On February 19, 2026, Murphy and the Brewers agreed to a new three-year contract with a club option for the 2029 season, which included $8.95 million in new money.

===Managerial record===

====Major League Baseball====

| Team | Year | Regular season |  |  |  |  | Postseason |  |  |  |
| Games | Won | Lost | Win % | Finish | Won | Lost | Win % | Result |
| SD | 2015 | 96 | 42 | 54 | .438 | 4th in NL West | – | – | – |  |
| SD total |  | 96 | 42 | 54 | .438 |  | 0 | 0 | – |  |
| MIL | 2024 | 162 | 93 | 69 | .574 | 1st in NL Central | 1 | 2 | .333 | Lost NLWC (NYM) |
| MIL | 2025 | 162 | 97 | 65 | .599 | 1st in NL Central | 3 | 6 | .333 | Lost NLCS (LAD) |
| MIL | 2026 | 161 | 102 | 59 | .634 | 1st in NL Central | – | – | – | TBD NLDS |
| MIL Total |  | 485 | 292 | 193 | .602 |  | 4 | 8 | .333 |  |
| Total |  | 581 | 334 | 247 | .575 |  | 4 | 8 | .333 |  |

====NCAA Division I====

Record table
| Season | Team | Overall | Conference | Standing | Postseason |
Notre Dame Fighting Irish (Midwestern Collegiate Conference) (1988–1994)
| 1988 | Notre Dame | 39–22 | 11–3 | 1st (North) |  |
| 1989 | Notre Dame | 48–19–1 | 21–9 | 2nd (North) | NCAA Regional |
| 1990 | Notre Dame | 46–12 | 25–3 | 1st (North) |  |
| 1991 | Notre Dame | 45–16 | 18–5 | 2nd |  |
| 1992 | Notre Dame | 48–15 | 18–2 | 1st | NCAA Regional |
| 1993 | Notre Dame | 46–16 | 23–4 | 1st | NCAA Regional |
| 1994 | Notre Dame | 46–16 | 24–4 | 1st | NCAA Regional |
| Notre Dame: |  | 318–116–1 | 140–30 |  |  |  |  |  |
Arizona State Sun Devils (Pac-10 Conference) (1995–2009)
| 1995 | Arizona State | 34–21 | 13–17 | 4th (South) |  |
| 1996 | Arizona State | 35–21 | 14–16 | 4th (South) |  |
| 1997 | Arizona State | 39–22 | 16–14 | 4th (South) | NCAA Regional |
| 1998 | Arizona State | 41–23 | 18–11 | 3rd (South) | College World Series Runner-up |
| 1999 | Arizona State | 39–21 | 12–12 | 5th |  |
| 2000 | Arizona State | 44–15 | 17–7 | T–1st | NCAA Regional |
| 2001 | Arizona State | 37–20–1 | 14–10 | T–3rd | NCAA Regional |
| 2002 | Arizona State | 37–21 | 15–9 | T–3rd | NCAA Regional |
| 2003 | Arizona State | 53–12 | 16–8 | 2nd | NCAA Super Regional |
| 2004 | Arizona State | 41–18 | 13–11 | 4th | NCAA Regional |
| 2005 | Arizona State | 42–25 | 15–9 | T–3rd | College World Series |
| 2006 | Arizona State | 37–21 | 14–10 | 2nd | NCAA Regional |
| 2007 | Arizona State | 49–15 | 19–5 | 1st | College World Series |
| 2008 | Arizona State | 49–13 | 16–8 | 1st | NCAA Super Regional |
| 2009 | Arizona State | 51–14 | 21–6 | 1st | College World Series |
| Arizona State: |  | 629–284–1 | 233–153 |  |  |  |  |  |
| Total: |  | 947–400–2 |  |  |  |  |  |  |  |
National champion Postseason invitational champion Conference regular season champion Conference regular season and conference tournament champion Division regular season champion Division regular season and conference tournament champion Conference tournament champion

==Personal life==
Murphy's daughter, Keli, married Pedro Álvarez in 2011. Murphy has a son, Kai, born to his second wife in 2000. As of March 2026, Kai plays as an outfielder in the Padres' organization.

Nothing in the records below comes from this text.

//! Visual tree types for the landing view.
//!
//! The tree is a plain value: it can be built, compared and serialized
//! without a browser, and [`crate::components::render_node`] turns it into
//! Leptos markup.
//!
//! # Example
//!
//! ```rust
//! use verum_view::types::{InlineStyle, Px, TextAlign, VisualNode};
//!
//! let node = VisualNode::Container {
//!     style: InlineStyle {
//!         text_align: Some(TextAlign::Center),
//!         margin_top: Some(Px(50)),
//!         ..Default::default()
//!     },
//!     children: vec![VisualNode::Heading { text: "Hello".into() }],
//! };
//!
//! assert_eq!(node.descendants().len(), 2);
//! ```

use serde::{Deserialize, Serialize};
use std::fmt;

/// Horizontal text alignment.
#[derive(Clone, Copy, Debug, PartialEq, Eq, Serialize, Deserialize)]
#[serde(rename_all = "lowercase")]
pub enum TextAlign {
    /// Centered
    Center,
}

impl TextAlign {
    /// CSS keyword for `text-align`.
    pub fn as_css(self) -> &'static str {
        match self {
            TextAlign::Center => "center",
        }
    }
}

/// A length in host layout units (CSS pixels in the browser).
#[derive(Clone, Copy, Debug, PartialEq, Eq, PartialOrd, Ord, Serialize, Deserialize)]
#[serde(transparent)]
pub struct Px(pub u32);

impl fmt::Display for Px {
    fn fmt(&self, f: &mut fmt::Formatter<'_>) -> fmt::Result {
        write!(f, "{}px", self.0)
    }
}

/// Inline style attached to an element.
///
/// Only the properties the landing view uses are modelled. Unset
/// properties are left out of both the CSS and the JSON form.
#[derive(Clone, Debug, Default, PartialEq, Eq, Serialize, Deserialize)]
pub struct InlineStyle {
    /// `text-align`
    #[serde(default, skip_serializing_if = "Option::is_none")]
    pub text_align: Option<TextAlign>,
    /// `margin-top`
    #[serde(default, skip_serializing_if = "Option::is_none")]
    pub margin_top: Option<Px>,
    /// `width`
    #[serde(default, skip_serializing_if = "Option::is_none")]
    pub width: Option<Px>,
}

impl InlineStyle {
    /// True when no property is set.
    pub fn is_empty(&self) -> bool {
        self.text_align.is_none() && self.margin_top.is_none() && self.width.is_none()
    }

    /// Render as a CSS declaration list, e.g. `text-align: center; margin-top: 50px`.
    ///
    /// Declarations always come out in the order `text-align`, `margin-top`,
    /// `width`, so equal styles produce equal strings. The last declaration
    /// carries no `;`: Leptos terminates a `style` string itself.
    pub fn to_css(&self) -> String {
        let mut decls = Vec::new();
        if let Some(align) = self.text_align {
            decls.push(format!("text-align: {}", align.as_css()));
        }
        if let Some(margin) = self.margin_top {
            decls.push(format!("margin-top: {}", margin));
        }
        if let Some(width) = self.width {
            decls.push(format!("width: {}", width));
        }
        decls.join("; ")
    }

    /// Value for a `style` attribute; `None` keeps the attribute off the element.
    pub fn to_attr(&self) -> Option<String> {
        (!self.is_empty()).then(|| self.to_css())
    }
}

/// Discriminant of a [`VisualNode`].
#[derive(Clone, Copy, Debug, PartialEq, Eq, Hash)]
pub enum NodeKind {
    /// Block container (`<div>`)
    Container,
    /// Image (`<img>`)
    Image,
    /// Top-level heading (`<h1>`)
    Heading,
    /// Paragraph (`<p>`)
    Paragraph,
}

/// One element of the visual tree.
#[derive(Clone, Debug, PartialEq, Eq, Serialize, Deserialize)]
#[serde(tag = "kind", rename_all = "snake_case")]
pub enum VisualNode {
    /// Block container holding child nodes in display order
    Container {
        /// Inline style of the container
        #[serde(default)]
        style: InlineStyle,
        /// Children, first to last
        #[serde(default)]
        children: Vec<VisualNode>,
    },
    /// Image referencing an asset resolved by the host page
    Image {
        /// Asset reference (relative to the host page)
        src: String,
        /// Alternative text
        alt: String,
        /// Inline style of the image
        #[serde(default)]
        style: InlineStyle,
    },
    /// Heading text
    Heading {
        /// Literal heading text
        text: String,
    },
    /// Paragraph text
    Paragraph {
        /// Literal paragraph text
        text: String,
    },
}

impl VisualNode {
    /// Variant of this node.
    pub fn kind(&self) -> NodeKind {
        match self {
            VisualNode::Container { .. } => NodeKind::Container,
            VisualNode::Image { .. } => NodeKind::Image,
            VisualNode::Heading { .. } => NodeKind::Heading,
            VisualNode::Paragraph { .. } => NodeKind::Paragraph,
        }
    }

    /// Direct children; leaves have none.
    pub fn children(&self) -> &[VisualNode] {
        match self {
            VisualNode::Container { children, .. } => children,
            _ => &[],
        }
    }

    /// Pre-order walk, starting with `self`.
    pub fn descendants(&self) -> Vec<&VisualNode> {
        let mut out = vec![self];
        for child in self.children() {
            out.extend(child.descendants());
        }
        out
    }

    /// Pretty-printed JSON form of the tree.
    pub fn to_json(&self) -> serde_json::Result<String> {
        serde_json::to_string_pretty(self)
    }
}

#[cfg(test)]
mod tests {
    use super::*;

    #[test]
    fn px_displays_with_unit() {
        assert_eq!(Px(200).to_string(), "200px");
        assert_eq!(Px(0).to_string(), "0px");
    }

    #[test]
    fn css_declarations_keep_fixed_order() {
        let style = InlineStyle {
            width: Some(Px(10)),
            text_align: Some(TextAlign::Center),
            margin_top: Some(Px(4)),
        };
        assert_eq!(
            style.to_css(),
            "text-align: center; margin-top: 4px; width: 10px"
        );
    }

    #[test]
    fn empty_style_has_no_attribute() {
        let style = InlineStyle::default();
        assert!(style.is_empty());
        assert_eq!(style.to_css(), "");
        assert_eq!(style.to_attr(), None);
    }

    #[test]
    fn leaves_have_no_children() {
        let heading = VisualNode::Heading { text: "h".into() };
        assert!(heading.children().is_empty());
        assert_eq!(heading.descendants().len(), 1);
        assert_eq!(heading.kind(), NodeKind::Heading);
    }

    #[test]
    fn descendants_walk_in_pre_order() {
        let tree = VisualNode::Container {
            style: InlineStyle::default(),
            children: vec![
                VisualNode::Container {
                    style: InlineStyle::default(),
                    children: vec![VisualNode::Paragraph { text: "inner".into() }],
                },
                VisualNode::Heading { text: "after".into() },
            ],
        };
        let kinds: Vec<NodeKind> = tree.descendants().iter().map(|n| n.kind()).collect();
        assert_eq!(
            kinds,
            vec![
                NodeKind::Container,
                NodeKind::Container,
                NodeKind::Paragraph,
                NodeKind::Heading,
            ]
        );
    }

    #[test]
    fn json_is_tagged_by_kind() {
        let node = VisualNode::Image {
            src: "logo.png".into(),
            alt: "Logo".into(),
            style: InlineStyle {
                width: Some(Px(200)),
                ..Default::default()
            },
        };
        let json = node.to_json().unwrap();
        let value: serde_json::Value = serde_json::from_str(&json).unwrap();
        assert_eq!(value["kind"], "image");
        assert_eq!(value["style"]["width"], 200);
        assert!(value["style"].get("text_align").is_none());
    }
}
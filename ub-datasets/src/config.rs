use std::path::PathBuf;

use crate::{Error, Result};

fn default_num_parallel_parser_calls() -> usize {
    64
}

/// Construction-time parameters shared by every dataset builder.
///
/// Once a builder has been created from a config, the config is never mutated.
#[derive(Debug, Clone, PartialEq, serde::Deserialize)]
pub struct DatasetConfig {
    /// The training batch size.
    pub batch_size: usize,
    /// The validation and test batch size.
    pub eval_batch_size: usize,
    /// Number of examples kept in the shuffle buffer, defaults to the number of training
    /// examples when unset.
    #[serde(default)]
    pub shuffle_buffer_size: Option<usize>,
    /// Maximum number of examples preprocessed concurrently.
    #[serde(default = "default_num_parallel_parser_calls")]
    pub num_parallel_parser_calls: usize,
    /// Optional directory used to store the downloaded data, the default cache is used if none.
    #[serde(default)]
    pub data_dir: Option<PathBuf>,
    /// Normalize each image by the CIFAR mean and stddev.
    #[serde(default)]
    pub normalize_by_cifar: bool,
    /// Seed for the shuffle buffer, shuffling is not reproducible when unset.
    #[serde(default)]
    pub seed: Option<u64>,
}

impl DatasetConfig {
    pub fn new(batch_size: usize, eval_batch_size: usize) -> Self {
        Self {
            batch_size,
            eval_batch_size,
            shuffle_buffer_size: None,
            num_parallel_parser_calls: default_num_parallel_parser_calls(),
            data_dir: None,
            normalize_by_cifar: false,
            seed: None,
        }
    }

    pub fn with_shuffle_buffer_size(mut self, shuffle_buffer_size: usize) -> Self {
        self.shuffle_buffer_size = Some(shuffle_buffer_size);
        self
    }

    pub fn with_num_parallel_parser_calls(mut self, num_parallel_parser_calls: usize) -> Self {
        self.num_parallel_parser_calls = num_parallel_parser_calls;
        self
    }

    pub fn with_data_dir<P: Into<PathBuf>>(mut self, data_dir: P) -> Self {
        self.data_dir = Some(data_dir.into());
        self
    }

    pub fn with_normalize_by_cifar(mut self, normalize_by_cifar: bool) -> Self {
        self.normalize_by_cifar = normalize_by_cifar;
        self
    }

    pub fn with_seed(mut self, seed: u64) -> Self {
        self.seed = Some(seed);
        self
    }

    pub fn validate(&self) -> Result<()> {
        if self.batch_size == 0 {
            return Err(Error::InvalidConfig("batch_size must be positive".to_string()));
        }
        if self.eval_batch_size == 0 {
            return Err(Error::InvalidConfig(
                "eval_batch_size must be positive".to_string(),
            ));
        }
        if self.num_parallel_parser_calls == 0 {
            return Err(Error::InvalidConfig(
                "num_parallel_parser_calls must be positive".to_string(),
            ));
        }
        if self.shuffle_buffer_size == Some(0) {
            return Err(Error::InvalidConfig(
                "shuffle_buffer_size must be positive when set".to_string(),
            ));
        }
        Ok(())
    }
}
use candle::{Device, Tensor};

use crate::builder::ProcessedExample;
use crate::Result;

/// A batch of preprocessed examples.
#[derive(Debug, Clone)]
pub struct Batch {
    /// `f32` features with shape `(batch, height, width, channels)`.
    pub features: Tensor,
    /// `i64` labels with shape `(batch,)`.
    pub labels: Tensor,
}

impl Batch {
    pub fn len(&self) -> usize {
        self.labels.elem_count()
    }

    pub fn is_empty(&self) -> bool {
        self.len() == 0
    }
}

pub struct Batcher<I> {
    inner: I,
    batch_size: usize,
    return_last_incomplete_batch: bool,
}

impl<I> Batcher<I> {
    pub fn new(inner: I) -> Self {
        Self {
            inner,
            batch_size: 16,
            return_last_incomplete_batch: false,
        }
    }

    pub fn batch_size(mut self, batch_size: usize) -> Self {
        self.batch_size = batch_size;
        self
    }

    pub fn return_last_incomplete_batch(mut self, r: bool) -> Self {
        self.return_last_incomplete_batch = r;
        self
    }
}

impl<I: Iterator<Item = Result<ProcessedExample>>> Iterator for Batcher<I> {
    type Item = Result<Batch>;

    fn next(&mut self) -> Option<Self::Item> {
        let mut xs = Vec::with_capacity(self.batch_size);
        let mut ys = Vec::with_capacity(self.batch_size);
        let mut errs = vec![];
        for _i in 0..self.batch_size {
            match self.inner.next() {
                Some(Ok(ProcessedExample { features, labels })) => {
                    xs.push(features);
                    ys.push(labels as i64)
                }
                Some(Err(err)) => errs.push(err),
                None => {
                    if self.return_last_incomplete_batch && !xs.is_empty() {
                        break;
                    }
                    if !errs.is_empty() {
                        break;
                    }
                    return None;
                }
            }
        }
        if !errs.is_empty() {
            return Some(Err(errs.swap_remove(0)));
        }
        tracing::trace!(batch_size = xs.len(), "batch");
        Some(stack(&xs, ys))
    }
}

fn stack(xs: &[Tensor], ys: Vec<i64>) -> Result<Batch> {
    let features = Tensor::stack(xs, 0)?;
    let labels = Tensor::from_vec(ys, xs.len(), &Device::Cpu)?;
    Ok(Batch { features, labels })
}
/// Main library error type.
#[derive(thiserror::Error, Debug)]
pub enum Error {
    #[error("invalid argument: {0}")]
    InvalidArgument(String),

    #[error("invalid dataset config: {0}")]
    InvalidConfig(String),

    #[error("dataset not found: {0}")]
    DatasetNotFound(String),

    #[error("dataset {dataset} has no partition named {partition}")]
    UnknownPartition { dataset: String, partition: String },

    #[error(
        "dataset {dataset} reports {available} examples in partition {partition}, at least {required} are required"
    )]
    NotEnoughExamples {
        dataset: String,
        partition: String,
        available: usize,
        required: usize,
    },

    #[error("invalid example: {0}")]
    InvalidExample(String),

    #[error(transparent)]
    Candle(#[from] candle::Error),

    #[error(transparent)]
    Io(#[from] std::io::Error),

    #[cfg(feature = "hub")]
    #[error("ApiError : {0}")]
    ApiError(#[from] hf_hub::api::sync::ApiError),

    #[cfg(feature = "hub")]
    #[error("ParquetError : {0}")]
    ParquetError(#[from] parquet::errors::ParquetError),

    #[cfg(feature = "hub")]
    #[error("ImageError : {0}")]
    ImageError(#[from] image::ImageError),
}

pub type Result<T> = std::result::Result<T, Error>;

macro_rules! bail_invalid {
    ($msg:literal $(,)?) => {
        return Err($crate::Error::InvalidArgument(format!($msg)))
    };
    ($fmt:expr, $($arg:tt)*) => {
        return Err($crate::Error::InvalidArgument(format!($fmt, $($arg)*)))
    };
}
pub(crate) use bail_invalid;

Murphy has divorced twice, with his first divorce in the 1990s and the second in 2000. He also has sons born circa 2015 and circa 2019 and has shared custody of both.

Murphy had a heart attack at a team workout in July 2020. He was hospitalized and implanted with a stent before being discharged. He returned to the team in September.